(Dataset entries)
--- START ---

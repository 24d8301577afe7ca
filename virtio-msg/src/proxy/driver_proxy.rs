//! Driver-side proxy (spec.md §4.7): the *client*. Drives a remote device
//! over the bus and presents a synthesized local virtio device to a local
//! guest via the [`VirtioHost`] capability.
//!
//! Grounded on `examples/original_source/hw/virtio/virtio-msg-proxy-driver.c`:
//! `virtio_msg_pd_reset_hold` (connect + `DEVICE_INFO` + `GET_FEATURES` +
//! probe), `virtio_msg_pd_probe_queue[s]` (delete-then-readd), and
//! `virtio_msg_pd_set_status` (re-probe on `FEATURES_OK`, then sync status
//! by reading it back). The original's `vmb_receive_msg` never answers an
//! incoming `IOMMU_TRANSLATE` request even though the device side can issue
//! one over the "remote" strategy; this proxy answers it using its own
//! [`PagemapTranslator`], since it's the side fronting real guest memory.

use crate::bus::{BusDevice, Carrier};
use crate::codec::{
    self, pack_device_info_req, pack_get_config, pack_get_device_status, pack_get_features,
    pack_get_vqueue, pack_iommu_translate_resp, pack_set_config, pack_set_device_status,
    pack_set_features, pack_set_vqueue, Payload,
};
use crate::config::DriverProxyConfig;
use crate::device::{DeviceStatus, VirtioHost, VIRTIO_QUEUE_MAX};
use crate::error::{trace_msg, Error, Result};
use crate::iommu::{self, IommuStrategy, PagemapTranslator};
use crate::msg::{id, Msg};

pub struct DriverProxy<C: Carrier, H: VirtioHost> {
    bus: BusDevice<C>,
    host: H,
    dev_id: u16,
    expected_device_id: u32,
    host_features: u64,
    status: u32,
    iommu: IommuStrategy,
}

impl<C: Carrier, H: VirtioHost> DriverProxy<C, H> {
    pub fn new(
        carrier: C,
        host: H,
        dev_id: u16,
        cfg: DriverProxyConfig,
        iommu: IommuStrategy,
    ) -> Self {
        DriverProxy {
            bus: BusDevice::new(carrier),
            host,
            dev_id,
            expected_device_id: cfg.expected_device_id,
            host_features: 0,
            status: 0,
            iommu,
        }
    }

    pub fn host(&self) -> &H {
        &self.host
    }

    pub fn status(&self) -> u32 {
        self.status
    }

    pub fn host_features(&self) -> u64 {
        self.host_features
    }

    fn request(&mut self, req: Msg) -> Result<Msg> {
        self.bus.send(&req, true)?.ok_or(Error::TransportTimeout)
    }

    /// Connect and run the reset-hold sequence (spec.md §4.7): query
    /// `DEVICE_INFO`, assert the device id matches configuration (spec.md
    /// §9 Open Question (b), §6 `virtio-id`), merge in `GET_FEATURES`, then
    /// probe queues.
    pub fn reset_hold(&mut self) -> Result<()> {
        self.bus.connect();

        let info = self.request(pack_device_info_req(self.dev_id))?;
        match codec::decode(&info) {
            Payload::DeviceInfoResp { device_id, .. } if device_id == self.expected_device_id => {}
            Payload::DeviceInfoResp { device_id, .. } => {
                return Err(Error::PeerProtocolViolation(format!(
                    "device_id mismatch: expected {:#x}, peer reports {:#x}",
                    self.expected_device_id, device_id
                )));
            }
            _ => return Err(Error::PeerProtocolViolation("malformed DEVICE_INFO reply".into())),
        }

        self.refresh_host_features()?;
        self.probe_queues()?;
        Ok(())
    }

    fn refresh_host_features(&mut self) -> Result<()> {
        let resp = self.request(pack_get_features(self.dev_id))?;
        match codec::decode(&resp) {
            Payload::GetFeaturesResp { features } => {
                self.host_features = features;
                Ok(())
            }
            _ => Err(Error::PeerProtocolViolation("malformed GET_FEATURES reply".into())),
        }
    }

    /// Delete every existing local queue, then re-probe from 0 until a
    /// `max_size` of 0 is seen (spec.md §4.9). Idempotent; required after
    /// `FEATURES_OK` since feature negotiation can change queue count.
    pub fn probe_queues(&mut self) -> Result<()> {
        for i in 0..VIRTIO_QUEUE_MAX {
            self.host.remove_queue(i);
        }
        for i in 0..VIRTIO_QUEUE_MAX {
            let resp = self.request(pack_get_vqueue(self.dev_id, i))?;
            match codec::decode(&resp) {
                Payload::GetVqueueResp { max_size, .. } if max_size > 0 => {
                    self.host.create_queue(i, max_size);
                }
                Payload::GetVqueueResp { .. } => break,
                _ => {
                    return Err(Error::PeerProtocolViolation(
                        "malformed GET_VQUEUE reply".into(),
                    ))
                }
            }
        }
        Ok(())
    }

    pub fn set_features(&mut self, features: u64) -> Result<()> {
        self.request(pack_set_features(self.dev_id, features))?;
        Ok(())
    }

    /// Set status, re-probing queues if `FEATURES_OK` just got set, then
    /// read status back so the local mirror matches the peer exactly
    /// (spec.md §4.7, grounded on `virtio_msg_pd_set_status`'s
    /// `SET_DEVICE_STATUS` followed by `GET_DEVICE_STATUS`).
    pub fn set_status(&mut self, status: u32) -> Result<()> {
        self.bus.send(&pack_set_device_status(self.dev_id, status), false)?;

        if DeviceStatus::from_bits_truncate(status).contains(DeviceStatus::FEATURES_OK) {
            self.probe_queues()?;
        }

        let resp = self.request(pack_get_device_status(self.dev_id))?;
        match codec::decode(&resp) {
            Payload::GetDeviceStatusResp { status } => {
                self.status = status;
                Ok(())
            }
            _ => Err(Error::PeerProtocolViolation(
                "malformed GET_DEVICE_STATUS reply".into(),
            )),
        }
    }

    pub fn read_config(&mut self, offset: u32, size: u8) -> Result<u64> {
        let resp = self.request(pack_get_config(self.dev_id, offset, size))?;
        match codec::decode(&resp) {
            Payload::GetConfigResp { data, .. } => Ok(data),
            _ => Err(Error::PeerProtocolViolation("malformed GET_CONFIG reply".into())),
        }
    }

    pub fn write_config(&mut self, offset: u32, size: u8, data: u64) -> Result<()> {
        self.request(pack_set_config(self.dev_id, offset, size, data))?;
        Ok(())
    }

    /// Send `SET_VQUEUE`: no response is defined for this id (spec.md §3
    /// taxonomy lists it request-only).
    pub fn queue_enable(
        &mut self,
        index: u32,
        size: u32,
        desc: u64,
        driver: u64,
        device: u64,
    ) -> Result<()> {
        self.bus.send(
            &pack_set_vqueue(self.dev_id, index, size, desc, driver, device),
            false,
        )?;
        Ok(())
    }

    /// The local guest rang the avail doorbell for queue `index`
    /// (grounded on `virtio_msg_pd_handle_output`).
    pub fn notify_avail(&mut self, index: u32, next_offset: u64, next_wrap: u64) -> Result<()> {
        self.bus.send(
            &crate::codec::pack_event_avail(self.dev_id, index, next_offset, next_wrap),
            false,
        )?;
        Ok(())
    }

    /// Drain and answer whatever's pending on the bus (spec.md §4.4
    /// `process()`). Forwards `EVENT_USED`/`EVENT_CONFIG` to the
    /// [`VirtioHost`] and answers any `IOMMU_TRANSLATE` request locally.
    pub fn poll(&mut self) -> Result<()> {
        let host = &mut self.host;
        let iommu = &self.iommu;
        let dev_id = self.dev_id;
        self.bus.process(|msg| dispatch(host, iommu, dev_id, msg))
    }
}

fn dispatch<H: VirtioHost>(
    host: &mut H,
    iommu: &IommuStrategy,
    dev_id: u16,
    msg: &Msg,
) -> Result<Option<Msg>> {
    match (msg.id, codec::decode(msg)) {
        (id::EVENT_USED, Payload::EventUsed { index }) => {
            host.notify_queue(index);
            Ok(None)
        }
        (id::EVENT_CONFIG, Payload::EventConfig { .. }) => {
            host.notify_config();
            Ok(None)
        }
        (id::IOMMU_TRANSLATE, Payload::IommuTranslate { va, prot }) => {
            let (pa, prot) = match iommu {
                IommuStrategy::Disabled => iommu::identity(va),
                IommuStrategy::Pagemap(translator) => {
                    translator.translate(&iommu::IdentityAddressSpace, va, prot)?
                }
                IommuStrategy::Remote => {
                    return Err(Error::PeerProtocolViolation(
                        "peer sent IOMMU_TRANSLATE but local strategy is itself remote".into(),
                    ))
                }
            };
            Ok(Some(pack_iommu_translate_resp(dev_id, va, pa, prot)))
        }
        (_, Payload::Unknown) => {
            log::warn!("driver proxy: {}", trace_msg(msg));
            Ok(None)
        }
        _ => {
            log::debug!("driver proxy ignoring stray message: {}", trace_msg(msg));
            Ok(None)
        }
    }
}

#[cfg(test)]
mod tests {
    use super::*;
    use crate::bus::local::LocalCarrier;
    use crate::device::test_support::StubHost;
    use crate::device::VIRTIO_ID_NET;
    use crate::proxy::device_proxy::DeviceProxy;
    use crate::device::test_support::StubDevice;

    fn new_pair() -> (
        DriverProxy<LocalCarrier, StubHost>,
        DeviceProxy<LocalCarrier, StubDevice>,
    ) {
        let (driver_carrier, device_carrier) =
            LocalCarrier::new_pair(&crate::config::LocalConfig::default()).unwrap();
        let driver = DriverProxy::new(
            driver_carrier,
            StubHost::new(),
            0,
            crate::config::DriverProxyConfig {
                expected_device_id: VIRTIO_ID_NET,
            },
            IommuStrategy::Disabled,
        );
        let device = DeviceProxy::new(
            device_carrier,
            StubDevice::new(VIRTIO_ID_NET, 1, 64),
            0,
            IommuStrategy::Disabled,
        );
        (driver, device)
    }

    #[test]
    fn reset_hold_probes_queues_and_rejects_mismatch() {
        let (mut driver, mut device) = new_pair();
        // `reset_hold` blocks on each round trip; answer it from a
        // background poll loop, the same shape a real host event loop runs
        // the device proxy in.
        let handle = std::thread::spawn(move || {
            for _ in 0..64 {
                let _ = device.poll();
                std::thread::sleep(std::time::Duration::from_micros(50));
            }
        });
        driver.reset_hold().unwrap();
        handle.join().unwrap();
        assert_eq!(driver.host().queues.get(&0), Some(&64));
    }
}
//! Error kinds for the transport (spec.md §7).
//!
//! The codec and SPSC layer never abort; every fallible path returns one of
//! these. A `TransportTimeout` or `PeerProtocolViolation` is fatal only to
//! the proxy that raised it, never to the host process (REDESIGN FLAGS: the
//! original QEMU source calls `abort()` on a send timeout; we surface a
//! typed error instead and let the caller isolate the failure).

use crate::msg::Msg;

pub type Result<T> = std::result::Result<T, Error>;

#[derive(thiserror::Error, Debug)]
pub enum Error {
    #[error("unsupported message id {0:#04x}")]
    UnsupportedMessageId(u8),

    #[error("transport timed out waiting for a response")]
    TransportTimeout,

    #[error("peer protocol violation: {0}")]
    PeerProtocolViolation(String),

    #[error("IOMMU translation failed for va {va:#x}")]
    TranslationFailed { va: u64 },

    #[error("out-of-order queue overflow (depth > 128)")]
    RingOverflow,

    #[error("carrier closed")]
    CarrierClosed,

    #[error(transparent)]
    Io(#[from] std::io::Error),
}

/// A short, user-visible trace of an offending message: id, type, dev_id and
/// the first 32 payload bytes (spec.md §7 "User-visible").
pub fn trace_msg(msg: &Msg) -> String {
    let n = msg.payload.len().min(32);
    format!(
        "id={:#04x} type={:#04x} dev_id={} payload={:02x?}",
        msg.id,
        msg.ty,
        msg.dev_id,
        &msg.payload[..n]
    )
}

--- END ---
--- START ---

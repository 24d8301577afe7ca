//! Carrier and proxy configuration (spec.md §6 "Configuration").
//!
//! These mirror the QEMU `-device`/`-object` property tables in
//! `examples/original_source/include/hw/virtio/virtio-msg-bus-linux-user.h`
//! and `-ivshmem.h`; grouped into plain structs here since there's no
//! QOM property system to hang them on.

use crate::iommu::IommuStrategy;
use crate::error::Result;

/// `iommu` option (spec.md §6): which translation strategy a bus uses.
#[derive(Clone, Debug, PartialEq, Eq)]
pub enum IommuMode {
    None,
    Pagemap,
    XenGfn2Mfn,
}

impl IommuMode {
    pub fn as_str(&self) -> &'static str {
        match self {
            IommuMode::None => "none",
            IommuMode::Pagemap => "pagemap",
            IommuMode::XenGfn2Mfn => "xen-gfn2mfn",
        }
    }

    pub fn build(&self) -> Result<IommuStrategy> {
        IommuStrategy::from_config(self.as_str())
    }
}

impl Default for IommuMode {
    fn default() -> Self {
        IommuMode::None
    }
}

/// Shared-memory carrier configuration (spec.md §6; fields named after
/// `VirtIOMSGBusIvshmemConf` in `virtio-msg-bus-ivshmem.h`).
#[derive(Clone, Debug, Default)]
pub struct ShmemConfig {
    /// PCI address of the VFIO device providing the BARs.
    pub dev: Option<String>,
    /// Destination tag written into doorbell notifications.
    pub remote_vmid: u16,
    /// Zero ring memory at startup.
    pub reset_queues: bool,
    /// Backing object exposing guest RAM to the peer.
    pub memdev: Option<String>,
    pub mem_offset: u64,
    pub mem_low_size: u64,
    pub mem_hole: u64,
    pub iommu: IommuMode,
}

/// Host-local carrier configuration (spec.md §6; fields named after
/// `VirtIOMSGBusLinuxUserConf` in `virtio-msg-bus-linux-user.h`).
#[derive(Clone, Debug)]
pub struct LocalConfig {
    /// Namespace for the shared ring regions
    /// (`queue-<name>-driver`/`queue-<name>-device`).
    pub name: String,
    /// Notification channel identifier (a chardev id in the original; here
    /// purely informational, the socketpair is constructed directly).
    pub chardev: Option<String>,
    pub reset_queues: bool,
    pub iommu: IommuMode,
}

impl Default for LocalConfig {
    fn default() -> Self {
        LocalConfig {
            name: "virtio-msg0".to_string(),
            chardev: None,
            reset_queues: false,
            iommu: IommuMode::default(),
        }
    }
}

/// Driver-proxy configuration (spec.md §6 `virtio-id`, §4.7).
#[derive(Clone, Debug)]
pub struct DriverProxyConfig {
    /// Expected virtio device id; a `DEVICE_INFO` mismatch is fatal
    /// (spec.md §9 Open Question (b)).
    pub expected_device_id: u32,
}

--- END ---
--- START ---

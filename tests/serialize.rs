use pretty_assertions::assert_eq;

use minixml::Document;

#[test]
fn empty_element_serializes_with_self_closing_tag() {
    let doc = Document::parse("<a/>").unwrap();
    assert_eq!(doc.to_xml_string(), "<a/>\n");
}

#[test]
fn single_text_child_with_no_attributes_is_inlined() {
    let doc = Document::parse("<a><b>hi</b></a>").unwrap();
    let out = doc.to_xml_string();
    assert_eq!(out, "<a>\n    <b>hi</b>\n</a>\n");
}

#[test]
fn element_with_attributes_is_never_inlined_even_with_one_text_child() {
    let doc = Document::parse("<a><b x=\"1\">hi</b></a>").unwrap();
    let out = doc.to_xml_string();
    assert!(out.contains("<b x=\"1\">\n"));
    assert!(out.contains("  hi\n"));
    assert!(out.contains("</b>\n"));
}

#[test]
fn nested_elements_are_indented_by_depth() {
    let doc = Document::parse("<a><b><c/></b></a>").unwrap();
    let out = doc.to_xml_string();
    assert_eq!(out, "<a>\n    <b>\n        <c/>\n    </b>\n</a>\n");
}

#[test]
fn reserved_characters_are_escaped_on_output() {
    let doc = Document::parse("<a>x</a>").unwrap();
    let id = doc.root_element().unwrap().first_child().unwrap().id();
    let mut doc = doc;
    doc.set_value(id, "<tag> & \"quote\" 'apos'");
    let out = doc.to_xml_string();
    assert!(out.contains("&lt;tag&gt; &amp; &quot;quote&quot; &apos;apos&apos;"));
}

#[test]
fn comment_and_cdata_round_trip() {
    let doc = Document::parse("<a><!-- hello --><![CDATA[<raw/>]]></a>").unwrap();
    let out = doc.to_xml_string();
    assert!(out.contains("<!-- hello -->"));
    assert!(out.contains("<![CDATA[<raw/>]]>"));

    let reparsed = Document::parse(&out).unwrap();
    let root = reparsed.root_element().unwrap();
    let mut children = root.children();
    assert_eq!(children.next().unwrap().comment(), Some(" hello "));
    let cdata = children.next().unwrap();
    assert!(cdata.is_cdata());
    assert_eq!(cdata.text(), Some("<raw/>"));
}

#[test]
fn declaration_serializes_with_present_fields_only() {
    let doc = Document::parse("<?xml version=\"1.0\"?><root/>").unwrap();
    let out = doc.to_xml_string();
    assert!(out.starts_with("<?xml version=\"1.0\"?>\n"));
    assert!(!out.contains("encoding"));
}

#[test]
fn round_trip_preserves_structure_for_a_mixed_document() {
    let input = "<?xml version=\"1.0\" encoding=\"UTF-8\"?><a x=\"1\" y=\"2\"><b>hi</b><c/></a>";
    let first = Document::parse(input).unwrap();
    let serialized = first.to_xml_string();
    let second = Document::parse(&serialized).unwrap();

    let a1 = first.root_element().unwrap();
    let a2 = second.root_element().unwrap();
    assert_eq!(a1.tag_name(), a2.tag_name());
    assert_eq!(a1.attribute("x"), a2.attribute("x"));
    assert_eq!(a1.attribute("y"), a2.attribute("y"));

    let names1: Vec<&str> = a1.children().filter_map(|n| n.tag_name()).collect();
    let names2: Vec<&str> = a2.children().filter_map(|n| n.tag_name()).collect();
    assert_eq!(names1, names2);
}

--- END ---

[What is being asked]:
In the records above, find the line with "pub fn host(&self)"; write out exactly that line and each one after it, stopping after the line with "if max_size >".

[Result below]:
    pub fn host(&self) -> &H {
        &self.host
    }

    pub fn status(&self) -> u32 {
        self.status
    }

    pub fn host_features(&self) -> u64 {
        self.host_features
    }

    fn request(&mut self, req: Msg) -> Result<Msg> {
        self.bus.send(&req, true)?.ok_or(Error::TransportTimeout)
    }

    /// Connect and run the reset-hold sequence (spec.md §4.7): query
    /// `DEVICE_INFO`, assert the device id matches configuration (spec.md
    /// §9 Open Question (b), §6 `virtio-id`), merge in `GET_FEATURES`, then
    /// probe queues.
    pub fn reset_hold(&mut self) -> Result<()> {
        self.bus.connect();

        let info = self.request(pack_device_info_req(self.dev_id))?;
        match codec::decode(&info) {
            Payload::DeviceInfoResp { device_id, .. } if device_id == self.expected_device_id => {}
            Payload::DeviceInfoResp { device_id, .. } => {
                return Err(Error::PeerProtocolViolation(format!(
                    "device_id mismatch: expected {:#x}, peer reports {:#x}",
                    self.expected_device_id, device_id
                )));
            }
            _ => return Err(Error::PeerProtocolViolation("malformed DEVICE_INFO reply".into())),
        }

        self.refresh_host_features()?;
        self.probe_queues()?;
        Ok(())
    }

    fn refresh_host_features(&mut self) -> Result<()> {
        let resp = self.request(pack_get_features(self.dev_id))?;
        match codec::decode(&resp) {
            Payload::GetFeaturesResp { features } => {
                self.host_features = features;
                Ok(())
            }
            _ => Err(Error::PeerProtocolViolation("malformed GET_FEATURES reply".into())),
        }
    }

    /// Delete every existing local queue, then re-probe from 0 until a
    /// `max_size` of 0 is seen (spec.md §4.9). Idempotent; required after
    /// `FEATURES_OK` since feature negotiation can change queue count.
    pub fn probe_queues(&mut self) -> Result<()> {
        for i in 0..VIRTIO_QUEUE_MAX {
            self.host.remove_queue(i);
        }
        for i in 0..VIRTIO_QUEUE_MAX {
            let resp = self.request(pack_get_vqueue(self.dev_id, i))?;
            match codec::decode(&resp) {
                Payload::GetVqueueResp { max_size, .. } if max_size > 0 => {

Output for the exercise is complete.